*** SUPPLIED MATERIAL Section Begins ***

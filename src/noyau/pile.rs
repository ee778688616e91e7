// src/noyau/pile.rs
//
// Machine à pile sur la RPN.
// - Opérande : parse f64, empile
// - Fonction / factorielle : dépile a
// - Binaire : dépile b (membre droit) puis a
// - Les soucis de domaine (1/0, √-1, (-1)!) deviennent NaN ; seul le contrôle final échoue.

use super::erreur::{Failure, Resultat};
use super::jetons::{Operateur, Token};
use super::trig::{applique_fonction, factorielle, AngleMode};

fn depile(st: &mut Vec<f64>) -> Resultat<f64> {
    st.pop().ok_or(Failure::StackUnderflow)
}

fn applique_binaire(op: Operateur, a: f64, b: f64) -> f64 {
    match op {
        Operateur::Plus => a + b,
        Operateur::Moins => a - b,
        Operateur::Fois => a * b,
        Operateur::Divise => {
            if b == 0.0 {
                f64::NAN
            } else {
                a / b
            }
        }
        // « pourcentage de » : 50 % 20 = 10
        Operateur::Pourcent => a * b / 100.0,
        Operateur::Puissance => a.powf(b),
    }
}

/// Évalue une RPN. Exige une pile finale de profondeur 1 et un résultat fini.
pub fn evaluate_postfix(rpn: &[Token], mode: AngleMode) -> Resultat<f64> {
    let mut st: Vec<f64> = Vec::with_capacity(rpn.len());

    for tok in rpn {
        match tok {
            Token::Number(text) => {
                let v = text
                    .parse::<f64>()
                    .map_err(|_| Failure::UnknownToken(text.clone()))?;
                st.push(v);
            }

            Token::Constant(c) => st.push(c.valeur()),

            Token::Function(name) => {
                let a = depile(&mut st)?;
                let v = applique_fonction(name, a, mode)
                    .ok_or_else(|| Failure::UnknownToken(name.clone()))?;
                st.push(v);
            }

            Token::Factorial => {
                let a = depile(&mut st)?;
                st.push(factorielle(a));
            }

            Token::Operator(op) => {
                let b = depile(&mut st)?;
                let a = depile(&mut st)?;
                st.push(applique_binaire(*op, a, b));
            }

            Token::ParenOpen | Token::ParenClose => return Err(Failure::MalformedExpression),
        }
    }

    if st.len() != 1 {
        return Err(Failure::MalformedExpression);
    }
    let v = depile(&mut st)?;

    if !v.is_finite() {
        return Err(Failure::InvalidResult);
    }
    Ok(v)
}
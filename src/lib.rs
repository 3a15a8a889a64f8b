//! A lightweight key/value filesystem for small, byte-addressable
//! persistent media — EEPROM, NOR flash, battery-backed RAM.
//!
//! ACFS stores a flat set of named binary blobs on a single storage
//! region, providing create/update/read/delete by identifier, with CRC32
//! integrity on both metadata and payloads. It does not model
//! hierarchical paths, concurrent writers, journaling, or wear-leveling —
//! see [`Acfs`] for the operations it does provide.
//!
//! ```
//! use acfs::{Acfs, Config, MemoryDevice};
//!
//! let mut fs = Acfs::new(MemoryDevice::eeprom(64 * 1024));
//! fs.mount(Config::default()).unwrap();
//! fs.write(b"greeting", b"hello").unwrap();
//!
//! let mut buf = [0u8; 16];
//! let len = fs.read(b"greeting", &mut buf).unwrap();
//! assert_eq!(&buf[..len as usize], b"hello");
//! ```

mod bitmap;
mod config;
mod crc;
mod device;
mod directory;
mod engine;
mod error;
mod header;

pub use config::Config;
pub use device::{FlashDevice, MediumKind, MemoryDevice, StorageDevice};
pub use engine::{Acfs, Stats};
pub use error::{AcfsError, ReadError, Result};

*** SUPPLIED MATERIAL Section Ends ***

### EXERCISE
Every entry should be reproduced word for word.

### ANSWER TO THIS TASK
filename src/noyau/pile.rs
repository ee778688616e91e7
// src/noyau/pile.rs
//
// Machine à pile sur la RPN.
// - Opérande : parse f64, empile
// - Fonction / factorielle : dépile a
// - Binaire : dépile b (membre droit) puis a
// - Les soucis de domaine (1/0, √-1, (-1)!) deviennent NaN ; seul le contrôle final échoue.

use super::erreur::{Failure, Resultat};
use super::jetons::{Operateur, Token};
use super::trig::{applique_fonction, factorielle, AngleMode};

fn depile(st: &mut Vec<f64>) -> Resultat<f64> {
    st.pop().ok_or(Failure::StackUnderflow)
}

fn applique_binaire(op: Operateur, a: f64, b: f64) -> f64 {
    match op {
        Operateur::Plus => a + b,
        Operateur::Moins => a - b,
        Operateur::Fois => a * b,
        Operateur::Divise => {
            if b == 0.0 {
                f64::NAN
            } else {
                a / b
            }
        }
        // « pourcentage de » : 50 % 20 = 10
        Operateur::Pourcent => a * b / 100.0,
        Operateur::Puissance => a.powf(b),
    }
}

/// Évalue une RPN. Exige une pile finale de profondeur 1 et un résultat fini.
pub fn evaluate_postfix(rpn: &[Token], mode: AngleMode) -> Resultat<f64> {
    let mut st: Vec<f64> = Vec::with_capacity(rpn.len());

    for tok in rpn {
        match tok {
            Token::Number(text) => {
                let v = text
                    .parse::<f64>()
                    .map_err(|_| Failure::UnknownToken(text.clone()))?;
                st.push(v);
            }

            Token::Constant(c) => st.push(c.valeur()),

            Token::Function(name) => {
                let a = depile(&mut st)?;
                let v = applique_fonction(name, a, mode)
                    .ok_or_else(|| Failure::UnknownToken(name.clone()))?;
                st.push(v);
            }

            Token::Factorial => {
                let a = depile(&mut st)?;
                st.push(factorielle(a));
            }

            Token::Operator(op) => {
                let b = depile(&mut st)?;
                let a = depile(&mut st)?;
                st.push(applique_binaire(*op, a, b));
            }

            Token::ParenOpen | Token::ParenClose => return Err(Failure::MalformedExpression),
        }
    }

    if st.len() != 1 {
        return Err(Failure::MalformedExpression);
    }
    let v = depile(&mut st)?;

    if !v.is_finite() {
        return Err(Failure::InvalidResult);
    }
    Ok(v)
}
filename src/lib.rs
repository 3a15a8a889a64f8b
//! A lightweight key/value filesystem for small, byte-addressable
//! persistent media — EEPROM, NOR flash, battery-backed RAM.
//!
//! ACFS stores a flat set of named binary blobs on a single storage
//! region, providing create/update/read/delete by identifier, with CRC32
//! integrity on both metadata and payloads. It does not model
//! hierarchical paths, concurrent writers, journaling, or wear-leveling —
//! see [`Acfs`] for the operations it does provide.
//!
//! ```
//! use acfs::{Acfs, Config, MemoryDevice};
//!
//! let mut fs = Acfs::new(MemoryDevice::eeprom(64 * 1024));
//! fs.mount(Config::default()).unwrap();
//! fs.write(b"greeting", b"hello").unwrap();
//!
//! let mut buf = [0u8; 16];
//! let len = fs.read(b"greeting", &mut buf).unwrap();
//! assert_eq!(&buf[..len as usize], b"hello");
//! ```

mod bitmap;
mod config;
mod crc;
mod device;
mod directory;
mod engine;
mod error;
mod header;

pub use config::Config;
pub use device::{FlashDevice, MediumKind, MemoryDevice, StorageDevice};
pub use engine::{Acfs, Stats};
pub use error::{AcfsError, ReadError, Result};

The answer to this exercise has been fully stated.